The recognition that birth moms give two precious gifts to their adopted out children...First, the ultimate gift, the gift of LIFE. Second, the gift of self-awareness that for whatever reasons, they are incapable of giving a child the love and care they need, so they let them go, in hopes of a better life. Wow. Just wow. This recognition is a piece that feels missing from your story. 

The glimpses you reveal about [your mother's] past are important. Hiding the pregnancy, wearing a girdle, drunk at a party. I want more of this, and I want a more compassionate exploration of her experience. Was she raped? Was she living at home, hiding her growing belly from her parents, or from her dorm-mates or sorority sisters? This seems to me to be heroic, and I feel these details are tossed off in an almost dismissive way because you are so angry. I really think that your idea of writing from [your mother’s] perspective would be a very valuable next step. To dive into the story of your pregnancy and her decision to carry you although she could not keep you. To heal.

I hope you aren't offended by these comments."
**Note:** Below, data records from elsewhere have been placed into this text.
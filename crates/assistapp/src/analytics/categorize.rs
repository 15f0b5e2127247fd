use crate::model::PaymentKind;
use once_cell::sync::Lazy;
use serde::{Deserialize, Serialize};

/// Maps note keywords to a category name.
#[derive(Debug, Clone, PartialEq, Eq, Serialize, Deserialize)]
pub struct CategoryRule {
    pub category: String,
    pub keywords: Vec<String>,
}

impl CategoryRule {
    pub fn new(category: &str, keywords: &[&str]) -> Self {
        Self {
            category: category.to_string(),
            keywords: keywords.iter().map(|k| k.to_string()).collect(),
        }
    }
}

/// Built-in table. Order matters: the first rule with a matching keyword wins.
pub static DEFAULT_RULES: Lazy<Vec<CategoryRule>> = Lazy::new(|| {
    vec![
        CategoryRule::new("Salary", &["salary", "wage", "bonus", "income", "payroll"]),
        CategoryRule::new(
            "Dining",
            &[
                "dining", "meal", "delivery", "takeout", "restaurant", "breakfast", "lunch",
                "dinner", "drink",
            ],
        ),
        CategoryRule::new(
            "Transport",
            &["transport", "bus", "subway", "metro", "taxi", "train", "fuel", "gas"],
        ),
        CategoryRule::new(
            "Shopping",
            &["shopping", "buy", "supermarket", "grocery", "online order", "mall"],
        ),
        CategoryRule::new("Rent", &["rent", "lease", "mortgage"]),
        CategoryRule::new("Entertainment", &["entertainment", "movie", "game", "karaoke", "concert"]),
        CategoryRule::new("Medical", &["medical", "hospital", "medicine", "pharmacy", "checkup"]),
        CategoryRule::new("Education", &["education", "tuition", "course", "training", "book"]),
        CategoryRule::new("Transfer", &["transfer", "repayment", "loan"]),
        CategoryRule::new("Investment", &["investment", "fund", "stock", "dividend"]),
    ]
});

/// Assigns a category to a payment from its note.
#[derive(Debug, Clone)]
pub struct Categorizer {
    rules: Vec<CategoryRule>,
}

impl Default for Categorizer {
    fn default() -> Self {
        Self::new(DEFAULT_RULES.clone())
    }
}

impl Categorizer {
    /// Keywords are matched case-insensitively; blank keywords are dropped.
    pub fn new(rules: Vec<CategoryRule>) -> Self {
        let rules = rules
            .into_iter()
            .map(|rule| CategoryRule {
                category: rule.category.trim().to_string(),
                keywords: rule
                    .keywords
                    .iter()
                    .map(|k| k.trim().to_lowercase())
                    .filter(|k| !k.is_empty())
                    .collect(),
            })
            .filter(|rule| !rule.category.is_empty())
            .collect();
        Self { rules }
    }

    pub fn rules(&self) -> &[CategoryRule] {
        &self.rules
    }

    /// The category of the first rule with a keyword inside `note`; the
    /// kind's name when there is no note or nothing matches.
    pub fn categorize(&self, kind: PaymentKind, note: Option<&str>) -> String {
        let Some(note) = note.map(|n| n.trim().to_lowercase()) else {
            return kind.to_string();
        };
        self.rules
            .iter()
            .find(|rule| rule.keywords.iter().any(|k| note.contains(k.as_str())))
            .map(|rule| rule.category.clone())
            .unwrap_or_else(|| kind.to_string())
    }
}
//! # assistapp
//!
//! Plain-text record keeping for four personal domains: **tasks**, **health**
//! measurements, a **life log** and **payments**. Every domain lives in one
//! human-readable file, one record per line, and everything on top of those
//! files (editing, querying, payment analytics) goes through this crate.
//!
//! ## Architecture
//!
//! ```text
//! UI (assist binary)  ->  api::AssistApi  ->  commands::*  ->  store::RecordStore
//!                                                   |                 |
//!                                              analytics::*     codec + LineBackend
//! ```
//!
//! - [`store`]: the generic [`RecordStore`](store::RecordStore) keeps an
//!   ordered in-memory list consistent with its file
//! - [`codec`]: delimited-line encoding shared by every record type
//! - [`index`]: 1-based positions used to address records
//! - [`query`]: field predicates for filtering and keyword search
//! - [`model`]: the four record types and their validation
//! - [`analytics`]: period comparison, category totals, charts and insights
//! - [`commands`]: one function per user operation, returning [`CmdResult`](commands::CmdResult)
//! - [`api`]: the facade UIs call
//! - [`config`] / [`init`]: configuration and startup
//!
//! The library never prints. Results are structured data; rendering them is
//! the UI's job.
//!
//! ## Testing
//!
//! Stores are generic over [`LineBackend`](store::backend::LineBackend), so
//! the whole stack runs on [`MemBackend`](store::MemBackend) in unit tests.
//! Enable the `test_utils` feature for [`test_utils::TestEnv`], which runs it
//! on real files in a temporary directory.

pub mod analytics;
pub mod api;
pub mod codec;
pub mod commands;
pub mod config;
pub mod error;
pub mod index;
pub mod init;
pub mod model;
pub mod query;
pub mod store;
#[cfg(any(test, feature = "test_utils"))]
pub mod test_utils;
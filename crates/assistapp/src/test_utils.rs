use crate::analytics::Categorizer;
use crate::api::AssistApi;
use crate::model::Domain;
use crate::store::{FsBackend, MemBackend};
use std::path::PathBuf;
use tempfile::TempDir;

/// An api over in-memory backends named after their domain.
pub fn mem_api() -> AssistApi<MemBackend> {
    AssistApi::open(|domain| MemBackend::named(&domain.to_string()), Categorizer::default())
        .expect("memory backends never fail to open")
}

pub struct TestEnv {
    // Keeps the directory alive until the test is done
    pub _temp_dir: TempDir,
    pub root: PathBuf,
}

impl Default for TestEnv {
    fn default() -> Self {
        Self::new()
    }
}

impl TestEnv {
    pub fn new() -> Self {
        let temp_dir = tempfile::tempdir().expect("failed to create temp dir");
        let root = temp_dir.path().to_path_buf();
        Self {
            _temp_dir: temp_dir,
            root,
        }
    }

    pub fn path(&self, domain: Domain) -> PathBuf {
        self.root.join(domain.file_name())
    }

    /// Opens a fresh api over the files in this environment. Calling it
    /// again simulates a restart.
    pub fn api(&self) -> AssistApi<FsBackend> {
        AssistApi::open(|domain| FsBackend::new(self.path(domain)), Categorizer::default())
            .expect("failed to open stores")
    }
}
use super::{normalize_opt, now, require_text};
use crate::codec::{encode_datetime, DecodeError, Dialect, FieldReader, LineCodec};
use crate::error::Result;
use crate::query::{FieldValue, Queryable};
use crate::store::Record;
use chrono::NaiveDateTime;
use serde::Serialize;

/// Suggested categories. Any other value is accepted too.
pub const CATEGORIES: [&str; 10] = [
    "Daily Log",
    "Memories",
    "Events",
    "Work",
    "Study",
    "Health",
    "Travel",
    "Family",
    "Friends",
    "Hobbies",
];

/// Suggested moods. Any other value is accepted too.
pub const MOODS: [&str; 10] = [
    "Happy",
    "Sad",
    "Angry",
    "Tired",
    "Excited",
    "Anxious",
    "Calm",
    "Thoughtful",
    "Loved",
    "Confused",
];

#[derive(Debug, Clone, PartialEq, Serialize)]
pub struct LifeRecord {
    pub title: String,
    pub content: Option<String>,
    pub category: Option<String>,
    pub mood: Option<String>,
    pub timestamp: NaiveDateTime,
}

impl LifeRecord {
    /// A new entry stamped with the current time.
    ///
    /// Edits build a fresh record with this as well: an edit replaces every
    /// field, and fields left out become absent.
    pub fn new(
        title: impl Into<String>,
        content: Option<String>,
        category: Option<String>,
        mood: Option<String>,
    ) -> Self {
        Self {
            title: title.into().trim().to_string(),
            content: normalize_opt(content),
            category: normalize_opt(category),
            mood: normalize_opt(mood),
            timestamp: now(),
        }
    }
}

impl LineCodec for LifeRecord {
    const DIALECT: Dialect = Dialect::new(" | ", 5);

    fn encode_fields(&self) -> Vec<String> {
        vec![
            encode_datetime(self.timestamp),
            self.category.clone().unwrap_or_default(),
            self.mood.clone().unwrap_or_default(),
            self.title.clone(),
            self.content.clone().unwrap_or_default(),
        ]
    }

    fn decode_fields(fields: &mut FieldReader) -> std::result::Result<Self, DecodeError> {
        let timestamp = fields.datetime("timestamp")?;
        let category = fields.opt_text();
        let mood = fields.opt_text();
        Ok(LifeRecord {
            title: fields.text(),
            content: fields.opt_text(),
            category,
            mood,
            timestamp,
        })
    }
}

impl Record for LifeRecord {
    fn validate(&self) -> Result<()> {
        require_text("Title", &self.title)
    }
}

impl Queryable for LifeRecord {
    fn field(&self, name: &str) -> Option<FieldValue> {
        match name {
            "title" => Some(self.title.as_str().into()),
            "content" => self.content.as_deref().map(FieldValue::from),
            "category" => self.category.as_deref().map(FieldValue::from),
            "mood" => self.mood.as_deref().map(FieldValue::from),
            "timestamp" => Some(self.timestamp.into()),
            _ => None,
        }
    }
}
Seriously? SERIOUSLY? More about my mother, and BE NICE and HEAL? Well, you can imagine that I didn't take this non-criticism passively. I don't have time for this kind of garbage, self-indulgent, emotional reaction. People say, "Oh, but you have to teach, to educate." At what price? Maybe before people make sweeping judgments about adoptees' lives and writ awful things about us, they could take stock of their own reactions and feelings--but somehow I doubt that will happen anytime soon. Humans are imperfect, and in general so unthinking and in love with themselves.

Fear, insecurity, and narcissism make for bad companions, and NAAM sure brings them out of the woodwork.